WHAT YOU WILL DO >> All that is wanted is how many lines in the records below include the string "collaborator".

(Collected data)
——

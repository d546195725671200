use std::ops::RangeInclusive;

use async_trait::async_trait;
use tokio::sync::mpsc::{Receiver, Sender};

use crate::error::Result;
use crate::pipeline::cancel::CancelToken;
use crate::pipeline::pipe::Pipe;

/// Generates one URL per integer in `range` by substituting it into the
/// `{}` placeholder of `pattern`.
pub struct UrlRange {
    pattern: String,
    range: RangeInclusive<u32>,
}

impl UrlRange {
    pub fn new(pattern: impl Into<String>, range: RangeInclusive<u32>) -> Self {
        Self {
            pattern: pattern.into(),
            range,
        }
    }
}

#[async_trait]
impl Pipe<(), String> for UrlRange {
    fn stage_name(&self) -> &'static str {
        "url_range"
    }

    async fn process(
        &self,
        mut input: Receiver<()>,
        output: Sender<String>,
        _buffer: usize,
        cancel: CancelToken,
    ) -> Result<()> {
        tokio::select! {
            _ = cancel.cancelled() => return Ok(()),
            _ = input.recv() => {}
        }

        for i in self.range.clone() {
            let url = self.pattern.replace("{}", &i.to_string());
            tokio::select! {
                _ = cancel.cancelled() => {
                    #[cfg(feature = "tracing")]
                    tracing::event!(tracing::Level::DEBUG, event = "fanpipe.cancelled", stage = "url_range", where_ = "send", "fanpipe.cancelled");
                    return Ok(());
                },
                sent = output.send(url) => {
                    if sent.is_err() {
                        #[cfg(feature = "tracing")]
                        tracing::event!(tracing::Level::INFO, event = "fanpipe.downstream.closed", stage = "url_range", "fanpipe.downstream.closed");
                        return Ok(());
                    }
                }
            }
        }
        Ok(())
    }
}
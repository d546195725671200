#[cfg(feature = "http")]
pub mod http;

use std::sync::Arc;

use async_trait::async_trait;
use bytes::Bytes;
use tokio::sync::mpsc::{Receiver, Sender};

use crate::error::Result;
use crate::pipeline::cancel::CancelToken;
use crate::pipeline::pipe::Pipe;
use crate::pipeline::shared::SharedReceiver;

/// Retrieval collaborator: turns a URL into a raw page body.
#[async_trait]
pub trait Fetch: Send + Sync {
    async fn fetch(&self, url: &str) -> Result<Bytes>;
}

/// One fetched page. A failed fetch travels through the stream as a value
/// instead of tearing the stage down, so a single bad document never kills
/// its sibling fetchers or the rest of the pipeline.
pub struct Page {
    pub url: String,
    pub body: Result<Bytes>,
}

/// Source-shaped download stage. A pool of these shares one URL queue via
/// [`SharedReceiver`]; whichever member is idle picks up the next URL.
pub struct FetchPipe<F> {
    urls: SharedReceiver<String>,
    fetcher: Arc<F>,
}

impl<F> FetchPipe<F> {
    pub fn new(urls: SharedReceiver<String>, fetcher: Arc<F>) -> Self {
        Self { urls, fetcher }
    }
}

#[async_trait]
impl<F> Pipe<(), Page> for FetchPipe<F>
where
    F: Fetch + 'static,
{
    fn stage_name(&self) -> &'static str {
        "fetch"
    }

    async fn process(
        &self,
        mut input: Receiver<()>,
        output: Sender<Page>,
        _buffer: usize,
        cancel: CancelToken,
    ) -> Result<()> {
        tokio::select! {
            _ = cancel.cancelled() => return Ok(()),
            _ = input.recv() => {}
        }

        loop {
            let url = tokio::select! {
                _ = cancel.cancelled() => break,
                msg = self.urls.recv() => {
                    let Some(url) = msg else { break; };
                    url
                }
            };

            let body = tokio::select! {
                _ = cancel.cancelled() => break,
                body = self.fetcher.fetch(&url) => body,
            };

            let page = Page { url, body };
            tokio::select! {
                _ = cancel.cancelled() => break,
                sent = output.send(page) => {
                    if sent.is_err() {
                        #[cfg(feature = "tracing")]
                        tracing::event!(tracing::Level::INFO, event = "fanpipe.downstream.closed", stage = "fetch", "fanpipe.downstream.closed");
                        break;
                    }
                }
            }
        }
        Ok(())
    }
}

/// Forwards successful page bodies, drops failures with a diagnostic.
pub struct DiscardFailures;

#[async_trait]
impl Pipe<Page, Bytes> for DiscardFailures {
    fn stage_name(&self) -> &'static str {
        "discard_failures"
    }

    async fn process(
        &self,
        mut input: Receiver<Page>,
        output: Sender<Bytes>,
        _buffer: usize,
        cancel: CancelToken,
    ) -> Result<()> {
        loop {
            tokio::select! {
                _ = cancel.cancelled() => break,
                msg = input.recv() => {
                    let Some(page) = msg else { break; };
                    match page.body {
                        Ok(body) => {
                            if output.send(body).await.is_err() {
                                break;
                            }
                        }
                        Err(err) => {
                            #[cfg(feature = "tracing")]
                            tracing::event!(
                                tracing::Level::WARN,
                                event = "fanpipe.fetch.failed",
                                url = %page.url,
                                error = %err,
                                "fanpipe.fetch.failed"
                            );
                            #[cfg(not(feature = "tracing"))]
                            let _ = err;
                        }
                    }
                }
            }
        }
        Ok(())
    }
}
use std::collections::HashMap;

use async_trait::async_trait;
use tokio::sync::mpsc::{Receiver, Sender};

use crate::error::Result;
use crate::pipeline::cancel::CancelToken;
use crate::pipeline::pipe::Pipe;

/// Counts word occurrences and emits the `top` most frequent, joined with
/// `", "`, once the input is exhausted.
///
/// The sort is stable and descending by count; ties keep first-seen order.
/// Fewer distinct words than `top` emits the whole distinct set.
/// Cancellation before exhaustion emits nothing.
pub struct FrequentWords {
    top: usize,
}

impl FrequentWords {
    pub fn new(top: usize) -> Self {
        Self { top }
    }
}

#[async_trait]
impl Pipe<String, String> for FrequentWords {
    fn stage_name(&self) -> &'static str {
        "frequent_words"
    }

    async fn process(
        &self,
        mut input: Receiver<String>,
        output: Sender<String>,
        _buffer: usize,
        cancel: CancelToken,
    ) -> Result<()> {
        let mut counts: HashMap<String, u64> = HashMap::new();
        let mut order: Vec<String> = Vec::new();

        loop {
            tokio::select! {
                _ = cancel.cancelled() => {
                    #[cfg(feature = "tracing")]
                    tracing::event!(tracing::Level::DEBUG, event = "fanpipe.cancelled", stage = "frequent_words", where_ = "recv", "fanpipe.cancelled");
                    return Ok(());
                },
                msg = input.recv() => {
                    let Some(word) = msg else { break; };
                    let count = counts.entry(word.clone()).or_insert(0);
                    if *count == 0 {
                        order.push(word);
                    }
                    *count += 1;
                }
            }
        }

        // A cancellation racing the input closure must still win: emit only
        // on a clean exhaustion.
        if cancel.is_cancelled() {
            return Ok(());
        }

        order.sort_by(|a, b| {
            let ca = counts.get(a).copied().unwrap_or(0);
            let cb = counts.get(b).copied().unwrap_or(0);
            cb.cmp(&ca)
        });
        let top = self.top.min(order.len());
        let line = order[..top].join(", ");

        tokio::select! {
            _ = cancel.cancelled() => {}
            sent = output.send(line) => {
                let _ = sent;
            }
        }
        Ok(())
    }
}
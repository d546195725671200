use std::sync::{Arc, Mutex};

use async_trait::async_trait;
use fanpipe::error::{Error, Result};
use fanpipe::pipeline::cancel::CancelToken;
use fanpipe::pipeline::chain::PipeExt;
use fanpipe::pipeline::pipe::Pipe;
use fanpipe::pipeline::runtime::Runtime;
use tokio::sync::mpsc::{Receiver, Sender};

mod common;
use common::{CollectSink, VecSource};

struct FailPipe;

#[async_trait]
impl Pipe<u32, u32> for FailPipe {
    async fn process(
        &self,
        mut input: Receiver<u32>,
        _output: Sender<u32>,
        _buffer: usize,
        cancel: CancelToken,
    ) -> Result<()> {
        tokio::select! {
            _ = cancel.cancelled() => Ok(()),
            msg = input.recv() => {
                if msg.is_some() {
                    Err(Error::Pipeline { context: "boom" })
                } else {
                    Ok(())
                }
            }
        }
    }
}

#[tokio::test]
async fn chain_passes_items_through() -> Result<()> {
    let collected = Arc::new(Mutex::new(Vec::<u32>::new()));
    let sink = CollectSink::new(collected.clone());

    let pipe = VecSource::new(vec![1, 2, 3, 4]).pipe::<(), _>(sink);

    let rt = Runtime::new().buffer(16);
    let (tx, _rx, _cancel, handle) = rt.spawn(pipe);

    tx.send(()).await.unwrap();
    drop(tx);

    handle.await??;

    assert_eq!(&*collected.lock().unwrap(), &[1, 2, 3, 4]);
    Ok(())
}

#[tokio::test]
async fn chain_propagates_error() {
    // the source emits one u32 and FailPipe fails on it
    let pipe = VecSource::new(vec![10u32]).pipe::<u32, _>(FailPipe);

    let rt = Runtime::new().buffer(16);
    let (tx, _rx, _cancel, handle) = rt.spawn(pipe);

    tx.send(()).await.unwrap();
    drop(tx);

    let err = handle.await.unwrap().unwrap_err();
    let msg = format!("{err}");
    assert!(msg.contains("boom"));
}

#[tokio::test]
async fn multi_stage_chain_works() -> Result<()> {
    struct LenPipe;

    #[async_trait]
    impl Pipe<Vec<u8>, u32> for LenPipe {
        async fn process(
            &self,
            mut input: Receiver<Vec<u8>>,
            output: Sender<u32>,
            _buffer: usize,
            cancel: CancelToken,
        ) -> Result<()> {
            loop {
                tokio::select! {
                    _ = cancel.cancelled() => break,
                    msg = input.recv() => {
                        let Some(v) = msg else { break; };
                        if output.send(v.len() as u32).await.is_err() {
                            break;
                        }
                    }
                }
            }
            Ok(())
        }
    }

    let collected = Arc::new(Mutex::new(Vec::<u32>::new()));
    let sink = CollectSink::new(collected.clone());

    let pipe = VecSource::new(vec![vec![1, 2], vec![3, 4, 5], vec![]])
        .pipe::<u32, _>(LenPipe)
        .pipe::<(), _>(sink);

    let rt = Runtime::new().buffer(8);
    let (tx, _rx, _cancel, handle) = rt.spawn(pipe);

    tx.send(()).await.unwrap();
    drop(tx);

    handle.await??;

    assert_eq!(&*collected.lock().unwrap(), &[2, 3, 0]);
    Ok(())
}

#[tokio::test]
async fn attach_runs_a_stage_under_a_caller_token() -> Result<()> {
    let rt = Runtime::new().buffer(8);
    let cancel = CancelToken::default();

    let (src_rx, src_handle) = rt.source(&cancel, VecSource::new(vec![5u32, 6, 7]));
    let (mut out_rx, map_handle) =
        rt.attach(&cancel, src_rx, fanpipe::pipeline::adapters::MapPipe(|v: u32| v + 1));

    let mut got = Vec::new();
    while let Some(v) = out_rx.recv().await {
        got.push(v);
    }

    src_handle.await??;
    map_handle.await??;
    assert_eq!(got, vec![6, 7, 8]);
    Ok(())
}
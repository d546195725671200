use async_trait::async_trait;
use bytes::Bytes;
use regex::Regex;
use tokio::sync::mpsc::{Receiver, Sender};

use crate::error::{Error, Result};
use crate::pipeline::cancel::CancelToken;
use crate::pipeline::pipe::Pipe;

const WORD_PATTERN: &str = "[a-zA-Z]+";

/// Splits page bodies into lowercased words, one output item per match.
///
/// A page with no matches emits nothing, which is a valid outcome. Bodies
/// are decoded lossily, so stray non-UTF-8 bytes cannot fail the stage.
#[derive(Debug)]
pub struct WordTokenizer {
    pattern: Regex,
}

impl WordTokenizer {
    pub fn new() -> Self {
        // The default pattern is a compile-time constant.
        Self {
            pattern: Regex::new(WORD_PATTERN).expect("default word pattern compiles"),
        }
    }

    /// Tokenize with a custom pattern instead of `[a-zA-Z]+`.
    pub fn with_pattern(pattern: &str) -> Result<Self> {
        let pattern =
            Regex::new(pattern).map_err(|err| Error::stage("tokenize", err.to_string()))?;
        Ok(Self { pattern })
    }
}

impl Default for WordTokenizer {
    fn default() -> Self {
        Self::new()
    }
}

#[async_trait]
impl Pipe<Bytes, String> for WordTokenizer {
    fn stage_name(&self) -> &'static str {
        "tokenize"
    }

    async fn process(
        &self,
        mut input: Receiver<Bytes>,
        output: Sender<String>,
        _buffer: usize,
        cancel: CancelToken,
    ) -> Result<()> {
        loop {
            let data = tokio::select! {
                _ = cancel.cancelled() => break,
                msg = input.recv() => {
                    let Some(data) = msg else { break; };
                    data
                }
            };

            let text = String::from_utf8_lossy(&data);
            for word in self.pattern.find_iter(&text) {
                let word = word.as_str().to_ascii_lowercase();
                tokio::select! {
                    _ = cancel.cancelled() => {
                        #[cfg(feature = "tracing")]
                        tracing::event!(tracing::Level::DEBUG, event = "fanpipe.cancelled", stage = "tokenize", where_ = "send", "fanpipe.cancelled");
                        return Ok(());
                    },
                    sent = output.send(word) => {
                        if sent.is_err() {
                            #[cfg(feature = "tracing")]
                            tracing::event!(tracing::Level::INFO, event = "fanpipe.downstream.closed", stage = "tokenize", "fanpipe.downstream.closed");
                            return Ok(());
                        }
                    }
                }
            }
        }
        Ok(())
    }
}
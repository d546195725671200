//! # fanpipe
//!
//! **Cancellable fan-out/fan-in streaming pipelines in Rust.**
//!
//! `fanpipe` is a Rust crate for composing **concurrent**, **cancellable**
//! pipeline graphs out of small stage primitives: sources, transforms,
//! many-to-one merges, one-to-many broadcasts, and bounded takes that shut
//! their producers down the moment enough data has flowed.
//!
//! It is designed around a few hard requirements:
//!
//! - bounded channels everywhere (back-pressure, not buffering)
//! - prompt, race-free cancellation across arbitrary fan-out/fan-in shapes
//! - no leaked tasks: when a pipeline returns, its stages have returned
//! - composable, generically typed stages
//!
//! ## Core Model
//!
//! A stage implements the [`Pipe`] trait and talks to its neighbours through
//! bounded Tokio channels. Linear sections compose with [`PipeExt`]; graph
//! sections (merging parallel producers, duplicating a stream) are wired
//! with [`fan_in`] and [`broadcast`], which work on channel endpoints
//! directly. [`TakePipe`] caps a stream and triggers an upstream
//! [`CancelToken`] when its quota is met.
//!
//! ```text
//! urls -> fetch x20 -> fan-in -> tokenize -> take(10k) -> broadcast(2) -> sinks
//! ```
//!
//! ## Example
//!
//! The word-summary topology, end to end:
//!
//! ```no_run
//! use std::sync::Arc;
//!
//! use fanpipe::fetch::http::HttpFetch;
//! use fanpipe::pipeline::cancel::CancelToken;
//! use fanpipe::report::{self, ReportConfig};
//! use fanpipe::source::urls::UrlRange;
//!
//! #[tokio::main]
//! async fn main() -> fanpipe::error::Result<()> {
//!     let urls = UrlRange::new("https://rfc-editor.org/rfc/rfc{}.txt", 100..=130);
//!     let fetcher = Arc::new(HttpFetch::new());
//!     let shutdown = CancelToken::default();
//!
//!     let report = report::run(urls, fetcher, ReportConfig::default(), shutdown).await?;
//!
//!     println!("Longest words: {}", report.longest);
//!     println!("Most frequent words: {}", report.frequent);
//!     Ok(())
//! }
//! ```
//!
//! ## Cancellation Contract
//!
//! Every blocking channel operation inside a stage races a [`CancelToken`],
//! so no task stays parked once its scope is cancelled. Triggering a token
//! is idempotent: concurrent triggers collapse into one transition and every
//! waiter observes it, including waiters that subscribe afterwards.
//!
//! Topologies that cap a stream use **two** token instances: an upstream one
//! scoped to the producer side (owned and triggered by the take stage) and a
//! downstream one scoped to the consumer side (owned by the caller). Hitting
//! the cap stops production without cutting off consumers still working
//! through the items that already made it past the cap.
//!
//! ## API Contracts
//!
//! - Streams are closed exactly once, by their producing stage returning.
//! - A stage that cannot send because downstream closed exits gracefully.
//! - Fan-in preserves per-input order; cross-input order is unspecified.
//! - Broadcast delivers each item to every output before reading the next;
//!   the slowest consumer paces the set.
//! - Failed fetches travel through the stream as typed [`Page`] values; one
//!   bad document never kills sibling fetchers.
//!
//! ## Observability
//!
//! With the default `tracing` feature each stage runs inside a
//! `fanpipe.stage` span and emits structured events such as
//! `fanpipe.cancelled`, `fanpipe.downstream.closed`,
//! `fanpipe.take.quota_reached`, and `fanpipe.fetch.failed`.
//!
//! Minimal subscriber setup:
//!
//! ```ignore
//! use tracing_subscriber::fmt;
//!
//! fn main() {
//!     fmt()
//!         .with_target(false)
//!         .with_env_filter("fanpipe=info")
//!         .init();
//! }
//! ```
//!
//! ## Feature Flags
//!
//! - `tracing` *(default)*: structured spans and events per stage.
//! - `http` *(default)*: the [`HttpFetch`] collaborator and the `fanpipe`
//!   binary.
//!
//! [`Pipe`]: pipeline::pipe::Pipe
//! [`PipeExt`]: pipeline::chain::PipeExt
//! [`fan_in`]: pipeline::fan_in::fan_in
//! [`broadcast`]: pipeline::broadcast::broadcast
//! [`TakePipe`]: pipeline::take::TakePipe
//! [`CancelToken`]: pipeline::cancel::CancelToken
//! [`Page`]: fetch::Page
//! [`HttpFetch`]: fetch::http::HttpFetch

pub mod error;
pub mod fetch;
pub mod pipeline;
pub mod report;
pub mod source;
pub mod summary;
pub mod token;

pub mod prelude {
    //! Convenient imports for most `fanpipe` users.

    pub use crate::pipeline::broadcast::broadcast;
    pub use crate::pipeline::cancel::CancelToken;
    pub use crate::pipeline::chain::PipeExt;
    pub use crate::pipeline::fan_in::fan_in;
    pub use crate::pipeline::pipe::Pipe;
    pub use crate::pipeline::runtime::Runtime;
    pub use crate::pipeline::take::TakePipe;
}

——

ANSWER AREA >> 2